Éditorial de La Tribune des Travailleurs n° 399 du 19 juillet 2023

Dans le miroir de la lutte des classes

Par Daniel Gluckstein

Dans son dernier numéro, La Tribune des travailleurs signalait que les 500 plus grosses fortunes de France ne cessent d’enfler, au point d’atteindre aujourd’hui 1 170 milliards d’euros. Son éditorial en tirait cette conclusion : pour répondre aux besoins des hôpitaux, de l’école, des services publics, du logement social et de l’emploi des jeunes, il faut procéder à la « réquisition des 1 170 milliards accumulés par les 500 brigands capitalistes et des 413 milliards de la loi de programmation militaire ! »

Quelques jours plus tard, l’éditorial du quotidien capitaliste Les Échos commence ainsi : « Le temps est venu de tuer le livret A. » Pourquoi cet appel au meurtre, certes symbolique ? Cinquante-cinq millions de Français disposent d’un livret A. L’épargne populaire qui y est placée représente, avec celle des autres livrets (LDDS, LEP…), près de 900 milliards d’euros, provenant pour l’essentiel des économies des « petits » – car, c’est bien connu, les « gros » spéculent ailleurs.

Ce livret A est destiné, depuis sa création, à financer le logement social. Un scandale aux yeux de l’éditorialiste des Échos, qui s’étrangle : « Au moment où la France doit lancer une campagne d’investissements sans précédent pour assurer la transition climatique, la modernisation de son parc nucléaire ou encore la remise à niveau de ses armées, on ne devrait pas avoir de mal à trouver un emploi productif pour ces ressources. »

Traduisons : financer le logement social, ce n’est pas productif. Ce qu’il faut, c’est détourner l’épargne péniblement accumulée par les foyers les plus modestes pour financer à la place de l’État et des capitalistes le renouvellement du parc nucléaire, la transition climatique et la politique de guerre ! Les Échos se félicitent que le gouvernement y pense mais voudraient qu’il s’engage plus résolument !

La lutte des classes se présente ici comme un miroir.
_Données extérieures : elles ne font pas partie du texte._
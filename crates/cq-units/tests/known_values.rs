//! Reference conversions every backend change must keep.

use cq_units::{ConversionFamily, UomConverter, convert_units, units_for};
use proptest::prelude::*;

/// Within a half hundredth, i.e. equal once rounded to 2 decimals.
fn assert_close(actual: f64, expected: f64, what: &str) {
    assert!(
        (actual - expected).abs() <= 0.005 + 1e-9,
        "{what}: expected {expected}, got {actual}"
    );
}

#[test]
fn temperature_reference_values() {
    let conv = UomConverter::new();
    let cases = [
        (32.0, "degF", "degC", 0.0),
        (0.0, "degC", "degF", 32.0),
        (0.0, "degC", "degC", 0.0),
        (0.0, "degC", "K", 273.15),
        (0.0, "degC", "degR", 491.67),
    ];
    for (value, from, to, expected) in cases {
        let got = convert_units(&conv, value, from, to).unwrap();
        assert_close(got, expected, &format!("{value} {from} -> {to}"));
    }
}

#[test]
fn volume_reference_values() {
    let conv = UomConverter::new();
    let cases = [
        (10.0, "cuft", "cuin", 17280.0),
        (10.0, "cuin", "cup", 0.69),
        (10.0, "cup", "gallon", 0.62),
        (10.0, "gallon", "litre", 37.85),
        (10.0, "tablespoon", "tablespoon", 10.0),
    ];
    for (value, from, to, expected) in cases {
        let got = convert_units(&conv, value, from, to).unwrap();
        assert_close(got, expected, &format!("{value} {from} -> {to}"));
    }
}

#[test]
fn negative_temperatures_convert() {
    let got = convert_units(&UomConverter, -40.0, "degC", "degF").unwrap();
    assert!((got + 40.0).abs() < 1e-9);
}

#[test]
fn round_trip_through_every_pair() {
    let conv = UomConverter::new();
    for family in ConversionFamily::ALL {
        for a in units_for(family) {
            for b in units_for(family) {
                let there = convert_units(&conv, 12.5, a.code, b.code).unwrap();
                let back = convert_units(&conv, there, b.code, a.code).unwrap();
                assert!(
                    (back - 12.5).abs() < 1e-9,
                    "{} -> {} -> {} gave {back}",
                    a.code,
                    b.code,
                    a.code
                );
            }
        }
    }
}

fn any_unit() -> impl Strategy<Value = &'static str> {
    let codes: Vec<&'static str> = ConversionFamily::ALL
        .into_iter()
        .flat_map(|f| units_for(f).iter().map(|u| u.code))
        .collect();
    prop::sample::select(codes)
}

proptest! {
    #[test]
    fn identity_is_exact(v in -1.0e9_f64..1.0e9_f64, code in any_unit()) {
        let got = convert_units(&UomConverter, v, code, code).unwrap();
        prop_assert_eq!(got.to_bits(), v.to_bits());
    }
}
Deux positions se font face : ou bien confisquer les 1 170 milliards des 500 ultrariches pour répondre aux besoins du peuple ; ou bien piller les 900 milliards de l’épargne populaire pour alimenter encore plus la course avide au profit.

Ce qui pose LA question : qui gouverne et au service de qui ?

Invitée sur France Inter ce 17 juillet, la députée de La France insoumise Aurélie Trouvé a dénoncé à juste titre la « cure d’austérité budgétaire » annoncée par le gouvernement avant de déclarer : « Le problème, c’est que ce gouvernement n’écoute rien de l’opposition. »

Non, le problème, c’est que cette opposition – celle de la Nupes – attend du gouvernement qu’il l’écoute et pleurniche quand il s’y refuse. Le problème, c’est que, refusant d’appeler à la mobilisation pour en finir avec Macron maintenant, ces dirigeants de la « gauche » disent aux travailleurs, aux jeunes, au peuple : vous subirez pendant quatre ans encore la politique désastreuse de Macron, car il faut respecter les institutions.

Quatre ans de plus ? Quatre ans de trop. C’est maintenant que Macron doit être chassé.

Telle est la seule position conforme aux intérêts de l’immense majorité du peuple travailleur. La seule position conforme à la démocratie.